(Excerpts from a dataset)
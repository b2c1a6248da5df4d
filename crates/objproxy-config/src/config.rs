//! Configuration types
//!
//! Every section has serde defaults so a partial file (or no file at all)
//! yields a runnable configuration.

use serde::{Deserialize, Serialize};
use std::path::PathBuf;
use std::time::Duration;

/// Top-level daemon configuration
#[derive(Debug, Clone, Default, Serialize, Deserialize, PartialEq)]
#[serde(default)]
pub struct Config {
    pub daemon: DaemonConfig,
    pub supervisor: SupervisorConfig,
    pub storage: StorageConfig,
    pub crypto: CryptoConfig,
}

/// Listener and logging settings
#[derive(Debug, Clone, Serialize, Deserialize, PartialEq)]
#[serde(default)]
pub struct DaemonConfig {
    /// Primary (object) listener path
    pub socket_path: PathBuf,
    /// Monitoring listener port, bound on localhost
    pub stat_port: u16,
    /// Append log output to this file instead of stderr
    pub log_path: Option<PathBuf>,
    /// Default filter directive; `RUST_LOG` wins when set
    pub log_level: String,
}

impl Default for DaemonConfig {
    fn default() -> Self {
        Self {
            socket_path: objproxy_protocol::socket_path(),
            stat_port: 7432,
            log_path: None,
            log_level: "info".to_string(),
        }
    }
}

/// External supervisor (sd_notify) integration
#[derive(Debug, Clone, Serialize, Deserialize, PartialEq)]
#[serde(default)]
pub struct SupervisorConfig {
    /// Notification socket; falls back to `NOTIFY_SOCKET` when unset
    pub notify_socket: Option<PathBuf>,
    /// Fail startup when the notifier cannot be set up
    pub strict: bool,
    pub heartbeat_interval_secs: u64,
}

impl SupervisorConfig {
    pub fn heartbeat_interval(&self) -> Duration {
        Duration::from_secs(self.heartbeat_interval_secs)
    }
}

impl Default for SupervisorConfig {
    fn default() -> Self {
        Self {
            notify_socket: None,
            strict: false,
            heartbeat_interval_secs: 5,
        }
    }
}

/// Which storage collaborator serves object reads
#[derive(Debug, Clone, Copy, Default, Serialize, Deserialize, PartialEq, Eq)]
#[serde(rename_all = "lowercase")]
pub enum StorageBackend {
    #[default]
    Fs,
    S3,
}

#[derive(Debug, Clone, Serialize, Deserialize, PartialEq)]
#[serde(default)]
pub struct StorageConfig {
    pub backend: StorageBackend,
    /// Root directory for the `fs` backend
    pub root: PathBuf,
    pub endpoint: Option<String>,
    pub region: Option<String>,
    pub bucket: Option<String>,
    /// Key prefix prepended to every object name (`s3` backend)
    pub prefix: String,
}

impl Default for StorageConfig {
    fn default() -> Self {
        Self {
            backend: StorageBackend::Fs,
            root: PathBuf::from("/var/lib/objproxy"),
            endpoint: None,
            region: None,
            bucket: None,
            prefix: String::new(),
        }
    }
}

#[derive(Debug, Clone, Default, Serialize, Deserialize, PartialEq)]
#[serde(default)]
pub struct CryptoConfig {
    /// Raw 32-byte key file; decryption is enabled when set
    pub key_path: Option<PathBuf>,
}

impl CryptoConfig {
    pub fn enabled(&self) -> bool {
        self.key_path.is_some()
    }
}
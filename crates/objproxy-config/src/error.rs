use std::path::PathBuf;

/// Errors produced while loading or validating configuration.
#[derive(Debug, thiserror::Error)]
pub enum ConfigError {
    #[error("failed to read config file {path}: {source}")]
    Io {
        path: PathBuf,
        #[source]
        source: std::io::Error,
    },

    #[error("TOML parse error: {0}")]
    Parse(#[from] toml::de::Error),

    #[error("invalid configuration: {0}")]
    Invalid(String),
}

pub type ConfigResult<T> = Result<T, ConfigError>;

_Exercise objective_: Exact copies of all the records are required.

_Task answer_:
repository b2c1a6248da5df4d
filename crates/objproxy-config/src/config.rs
//! Configuration types
//!
//! Every section has serde defaults so a partial file (or no file at all)
//! yields a runnable configuration.

use serde::{Deserialize, Serialize};
use std::path::PathBuf;
use std::time::Duration;

/// Top-level daemon configuration
#[derive(Debug, Clone, Default, Serialize, Deserialize, PartialEq)]
#[serde(default)]
pub struct Config {
    pub daemon: DaemonConfig,
    pub supervisor: SupervisorConfig,
    pub storage: StorageConfig,
    pub crypto: CryptoConfig,
}

/// Listener and logging settings
#[derive(Debug, Clone, Serialize, Deserialize, PartialEq)]
#[serde(default)]
pub struct DaemonConfig {
    /// Primary (object) listener path
    pub socket_path: PathBuf,
    /// Monitoring listener port, bound on localhost
    pub stat_port: u16,
    /// Append log output to this file instead of stderr
    pub log_path: Option<PathBuf>,
    /// Default filter directive; `RUST_LOG` wins when set
    pub log_level: String,
}

impl Default for DaemonConfig {
    fn default() -> Self {
        Self {
            socket_path: objproxy_protocol::socket_path(),
            stat_port: 7432,
            log_path: None,
            log_level: "info".to_string(),
        }
    }
}

/// External supervisor (sd_notify) integration
#[derive(Debug, Clone, Serialize, Deserialize, PartialEq)]
#[serde(default)]
pub struct SupervisorConfig {
    /// Notification socket; falls back to `NOTIFY_SOCKET` when unset
    pub notify_socket: Option<PathBuf>,
    /// Fail startup when the notifier cannot be set up
    pub strict: bool,
    pub heartbeat_interval_secs: u64,
}

impl SupervisorConfig {
    pub fn heartbeat_interval(&self) -> Duration {
        Duration::from_secs(self.heartbeat_interval_secs)
    }
}

impl Default for SupervisorConfig {
    fn default() -> Self {
        Self {
            notify_socket: None,
            strict: false,
            heartbeat_interval_secs: 5,
        }
    }
}

/// Which storage collaborator serves object reads
#[derive(Debug, Clone, Copy, Default, Serialize, Deserialize, PartialEq, Eq)]
#[serde(rename_all = "lowercase")]
pub enum StorageBackend {
    #[default]
    Fs,
    S3,
}

#[derive(Debug, Clone, Serialize, Deserialize, PartialEq)]
#[serde(default)]
pub struct StorageConfig {
    pub backend: StorageBackend,
    /// Root directory for the `fs` backend
    pub root: PathBuf,
    pub endpoint: Option<String>,
    pub region: Option<String>,
    pub bucket: Option<String>,
    /// Key prefix prepended to every object name (`s3` backend)
    pub prefix: String,
}

impl Default for StorageConfig {
    fn default() -> Self {
        Self {
            backend: StorageBackend::Fs,
            root: PathBuf::from("/var/lib/objproxy"),
            endpoint: None,
            region: None,
            bucket: None,
            prefix: String::new(),
        }
    }
}

#[derive(Debug, Clone, Default, Serialize, Deserialize, PartialEq)]
#[serde(default)]
pub struct CryptoConfig {
    /// Raw 32-byte key file; decryption is enabled when set
    pub key_path: Option<PathBuf>,
}

impl CryptoConfig {
    pub fn enabled(&self) -> bool {
        self.key_path.is_some()
    }
}
filename crates/objproxy-config/src/error.rs
use std::path::PathBuf;

/// Errors produced while loading or validating configuration.
#[derive(Debug, thiserror::Error)]
pub enum ConfigError {
    #[error("failed to read config file {path}: {source}")]
    Io {
        path: PathBuf,
        #[source]
        source: std::io::Error,
    },

    #[error("TOML parse error: {0}")]
    Parse(#[from] toml::de::Error),

    #[error("invalid configuration: {0}")]
    Invalid(String),
}

pub type ConfigResult<T> = Result<T, ConfigError>;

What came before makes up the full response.